**REQUIRED ACTION:** Look for the word "ReferralSummary" in the entries and copy each line where it appears.

**INPUT DATA:**
* * * *

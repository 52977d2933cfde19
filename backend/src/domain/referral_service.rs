//! Referral credit derived from the user table.

use std::sync::Arc;

use async_trait::async_trait;
use tracing::debug;

use crate::domain::account_service::map_user_error;
use crate::domain::ports::{ReferralQuery, UserRepository};
use crate::domain::{Error, RefereeSummary, ReferCode, ReferralSummary, User};

/// Implements [`ReferralQuery`] by listing users that carry a referrer code.
#[derive(Clone)]
pub struct ReferralService<R> {
    users: Arc<R>,
}

impl<R> ReferralService<R> {
    /// Answer referral queries from the user store.
    pub fn new(users: Arc<R>) -> Self {
        Self { users }
    }
}

#[async_trait]
impl<R> ReferralQuery for ReferralService<R>
where
    R: UserRepository,
{
    async fn referees(&self, code: &str) -> Result<Vec<RefereeSummary>, Error> {
        let Some(code) = ReferCode::lookup(code) else {
            debug!("blank refer code; no referees");
            return Ok(Vec::new());
        };
        self.users.referees(&code).await.map_err(map_user_error)
    }

    async fn summary_for_code(&self, code: &str) -> Result<ReferralSummary, Error> {
        let referees = self.referees(code).await?;
        Ok(ReferralSummary::new(code.trim(), referees))
    }

    async fn summary(&self, user: &User) -> Result<ReferralSummary, Error> {
        let referees = self
            .users
            .referees(&user.refer_code)
            .await
            .map_err(map_user_error)?;
        Ok(ReferralSummary::for_code(&user.refer_code, referees))
    }
}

* * * *

**FINISHED EXERCISE:**
use crate::domain::{Error, RefereeSummary, ReferCode, ReferralSummary, User};
    async fn summary_for_code(&self, code: &str) -> Result<ReferralSummary, Error> {
        Ok(ReferralSummary::new(code.trim(), referees))
    async fn summary(&self, user: &User) -> Result<ReferralSummary, Error> {
        Ok(ReferralSummary::for_code(&user.refer_code, referees))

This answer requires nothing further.